TASK STATEMENT: Return only what lies between the first line of the entries and the line containing "use crate::identity::Identifier;", both lines included.

INPUT MATERIAL:
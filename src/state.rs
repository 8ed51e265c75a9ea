//! State machines for the booth
//!
//! Two levels:
//! - `KioskState`: Idle → Interview → Armed → Capturing → Processing → Delivering → Idle
//! - `WizardState`: the interview itself, Welcome → … → ArmCapture
//!
//! Each `WizardState` variant carries exactly the answers collected so far,
//! so a later state cannot be constructed without the earlier answers.

use crate::identity::Identifier;
use crate::session::{Session, Theme};
use std::fmt;

/// Booth-level state, mirrored to the state file
#[derive(Debug, Clone, Copy, PartialEq, Eq, Default)]
pub enum KioskState {
    /// Attract screen, waiting for a participant
    #[default]
    Idle,
    /// Participant is answering prompts
    Interview,
    /// Interview complete, waiting for the capture trigger
    Armed,
    /// Countdown and camera capture
    Capturing,
    /// Stylizing the photo
    Processing,
    /// Showing and mailing the result
    Delivering,
}

impl KioskState {
    /// Name written to the state file
    pub fn as_str(self) -> &'static str {
        match self {
            KioskState::Idle => "idle",
            KioskState::Interview => "interview",
            KioskState::Armed => "armed",
            KioskState::Capturing => "capturing",
            KioskState::Processing => "processing",
            KioskState::Delivering => "delivering",
        }
    }

    /// Whether a trigger event should start a capture
    pub fn accepts_trigger(self) -> bool {
        matches!(self, KioskState::Armed)
    }
}

impl fmt::Display for KioskState {
    fn fmt(&self, f: &mut fmt::Formatter<'_>) -> fmt::Result {
        f.write_str(self.as_str())
    }
}

/// Interview progress
#[derive(Debug, Clone, PartialEq, Eq)]
pub enum WizardState {
    /// Welcome banner, waiting for Enter
    Welcome,

    /// Collecting the participant's first name
    NameEntry,

    /// Asking whether the photo may be used for promotion
    ConsentPhoto { name: String },

    /// Waiting for a card swipe that yields an identifier
    CardSwipe {
        name: String,
        consent_photo_use: bool,
        /// Failed attempts so far (for logging only, there is no limit)
        attempts: u32,
    },

    /// Asking whether to join the mailing list
    ConsentEmailList {
        name: String,
        consent_photo_use: bool,
        identifier: Identifier,
    },

    /// Theme menu
    ThemeMenu {
        name: String,
        consent_photo_use: bool,
        consent_email_list: bool,
        identifier: Identifier,
    },

    /// Interview done, waiting for the capture trigger
    ArmCapture { session: Session },
}

impl WizardState {
    /// Start of every interview
    pub fn new() -> Self {
        WizardState::Welcome
    }

    /// Check if the interview has finished
    pub fn is_complete(&self) -> bool {
        matches!(self, WizardState::ArmCapture { .. })
    }

    /// Completed session, if the interview has finished
    pub fn session(&self) -> Option<&Session> {
        match self {
            WizardState::ArmCapture { session } => Some(session),
            _ => None,
        }
    }

    /// Identifier, once the swipe step has succeeded
    pub fn identifier(&self) -> Option<&Identifier> {
        match self {
            WizardState::ConsentEmailList { identifier, .. }
            | WizardState::ThemeMenu { identifier, .. } => Some(identifier),
            WizardState::ArmCapture { session } => Some(&session.identifier),
            _ => None,
        }
    }
}

impl Default for WizardState {
    fn default() -> Self {
        Self::new()
    }
}

impl fmt::Display for WizardState {
    fn fmt(&self, f: &mut fmt::Formatter<'_>) -> fmt::Result {
        match self {
            WizardState::Welcome => write!(f, "Welcome"),
            WizardState::NameEntry => write!(f, "NameEntry"),
            WizardState::ConsentPhoto { .. } => write!(f, "ConsentPhoto"),
            WizardState::CardSwipe { attempts, .. } => {
                write!(f, "CardSwipe ({} failed)", attempts)
            }
            WizardState::ConsentEmailList { .. } => write!(f, "ConsentEmailList"),
            WizardState::ThemeMenu { .. } => write!(f, "ThemeMenu"),
            WizardState::ArmCapture { session } => {
                write!(f, "ArmCapture ({}, {})", session.identifier, session.theme)
            }
        }
    }
}

/// Highlight position in a vertical menu; wraps in both directions
#[derive(Debug, Clone, Copy, PartialEq, Eq)]
pub struct MenuCursor {
    index: usize,
    len: usize,
}

impl MenuCursor {
    pub fn new(len: usize) -> Self {
        Self {
            index: 0,
            len: len.max(1),
        }
    }

    pub fn index(&self) -> usize {
        self.index
    }

    /// `(index - 1) mod len`
    pub fn up(&mut self) {
        self.index = (self.index + self.len - 1) % self.len;
    }

    /// `(index + 1) mod len`
    pub fn down(&mut self) {
        self.index = (self.index + 1) % self.len;
    }

    /// Theme under the cursor when the menu lists `Theme::ALL`
    pub fn theme(&self) -> Theme {
        Theme::from_index(self.index).unwrap_or(Theme::Expression)
    }
}

/// Highlighted option in a two-choice prompt
#[derive(Debug, Clone, Copy, PartialEq, Eq, Default)]
pub enum YesNo {
    #[default]
    Yes,
    No,
}

impl YesNo {
    pub fn label(self) -> &'static str {
        match self {
            YesNo::Yes => "Yes(Y)",
            YesNo::No => "No(N)",
        }
    }

    pub fn as_bool(self) -> bool {
        matches!(self, YesNo::Yes)
    }

    /// Move highlight left; does not wrap
    pub fn left(self) -> Self {
        YesNo::Yes
    }

    /// Move highlight right; does not wrap
    pub fn right(self) -> Self {
        YesNo::No
    }
}

#[cfg(test)]
mod tests {
    use super::*;

    #[test]
    fn test_new_wizard_is_welcome() {
        let state = WizardState::new();
        assert_eq!(state, WizardState::Welcome);
        assert!(!state.is_complete());
        assert!(state.identifier().is_none());
    }

    #[test]
    fn test_menu_down_three_times_wraps_to_start() {
        let mut cursor = MenuCursor::new(3);
        cursor.down();
        cursor.down();
        cursor.down();
        assert_eq!(cursor.index(), 0);
    }

    #[test]
    fn test_menu_up_from_start_wraps_to_end() {
        let mut cursor = MenuCursor::new(3);
        cursor.up();
        assert_eq!(cursor.index(), 2);
        assert_eq!(cursor.theme(), Theme::Justice);
    }

    #[test]
    fn test_menu_down_from_end_wraps_to_start() {
        let mut cursor = MenuCursor::new(3);
        cursor.down();
        cursor.down();
        assert_eq!(cursor.theme(), Theme::Justice);
        cursor.down();
        assert_eq!(cursor.theme(), Theme::Expression);
    }

    #[test]
    fn test_yes_no_does_not_wrap() {
        assert_eq!(YesNo::Yes.left(), YesNo::Yes);
        assert_eq!(YesNo::No.right(), YesNo::No);
        assert_eq!(YesNo::Yes.right(), YesNo::No);
        assert!(YesNo::default().as_bool());
    }

    #[test]
    fn test_kiosk_state_names() {
        assert_eq!(KioskState::default().as_str(), "idle");
        assert_eq!(format!("{}", KioskState::Armed), "armed");
        assert!(KioskState::Armed.accepts_trigger());
        assert!(!KioskState::Interview.accepts_trigger());
    }

    #[test]
    fn test_identifier_available_after_swipe() {
        let state = WizardState::ThemeMenu {
            name: "alice".to_string(),
            consent_photo_use: true,
            consent_email_list: false,
            identifier: Identifier::parse("jdoe").unwrap(),
        };
        assert_eq!(state.identifier().map(|i| i.as_str()), Some("jdoe"));
        assert_eq!(format!("{}", state), "ThemeMenu");
    }
}
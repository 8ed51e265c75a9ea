//! In-memory display surface driven by a fixed key script
//!
//! Used for headless rehearsals and tests: keys are replayed in order and
//! every piece of drawn text is appended to a transcript. When the script
//! runs out, reads and polls fail with `DisplayError::InputClosed`.

use super::{DisplaySurface, Key, Style, WINDOW_COLS, WINDOW_ROWS};
use crate::error::DisplayError;
use std::collections::VecDeque;
use std::time::Duration;

pub struct ScriptedSurface {
    keys: VecDeque<Key>,
    rows: u16,
    cols: u16,
    transcript: Vec<String>,
    clears: usize,
}

impl ScriptedSurface {
    /// Surface with the booth's window size
    pub fn new(keys: impl IntoIterator<Item = Key>) -> Self {
        Self::with_size(keys, WINDOW_ROWS, WINDOW_COLS)
    }

    pub fn with_size(keys: impl IntoIterator<Item = Key>, rows: u16, cols: u16) -> Self {
        Self {
            keys: keys.into_iter().collect(),
            rows,
            cols,
            transcript: Vec::new(),
            clears: 0,
        }
    }

    /// Queue more keys after the current script
    pub fn push_keys(&mut self, keys: impl IntoIterator<Item = Key>) {
        self.keys.extend(keys);
    }

    /// Keys not consumed yet
    pub fn remaining_keys(&self) -> usize {
        self.keys.len()
    }

    /// Every text fragment drawn so far, in order
    pub fn transcript(&self) -> &[String] {
        &self.transcript
    }

    /// Whether any drawn fragment contains `needle`
    pub fn shows(&self, needle: &str) -> bool {
        self.transcript.iter().any(|t| t.contains(needle))
    }

    /// Number of drawn fragments containing `needle`
    pub fn count(&self, needle: &str) -> usize {
        self.transcript.iter().filter(|t| t.contains(needle)).count()
    }

    /// Number of times the window was cleared
    pub fn clears(&self) -> usize {
        self.clears
    }
}

#[async_trait::async_trait]
impl DisplaySurface for ScriptedSurface {
    fn size(&self) -> (u16, u16) {
        (self.rows, self.cols)
    }

    fn clear(&mut self) -> Result<(), DisplayError> {
        self.clears += 1;
        Ok(())
    }

    fn draw_border(&mut self, _style: Style) -> Result<(), DisplayError> {
        Ok(())
    }

    fn put_text(
        &mut self,
        _row: u16,
        _col: u16,
        text: &str,
        _style: Style,
    ) -> Result<(), DisplayError> {
        if !text.trim().is_empty() {
            self.transcript.push(text.to_string());
        }
        Ok(())
    }

    fn flush(&mut self) -> Result<(), DisplayError> {
        Ok(())
    }

    async fn read_key(&mut self) -> Result<Key, DisplayError> {
        self.keys.pop_front().ok_or(DisplayError::InputClosed)
    }

    async fn poll_key(&mut self, _timeout: Duration) -> Result<Option<Key>, DisplayError> {
        self.keys
            .pop_front()
            .map(Some)
            .ok_or(DisplayError::InputClosed)
    }
}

ANSWER SPACE:
filename src/state.rs
repository 8ed51e265c75a9ea
//! State machines for the booth
//!
//! Two levels:
//! - `KioskState`: Idle → Interview → Armed → Capturing → Processing → Delivering → Idle
//! - `WizardState`: the interview itself, Welcome → … → ArmCapture
//!
//! Each `WizardState` variant carries exactly the answers collected so far,
//! so a later state cannot be constructed without the earlier answers.

use crate::identity::Identifier;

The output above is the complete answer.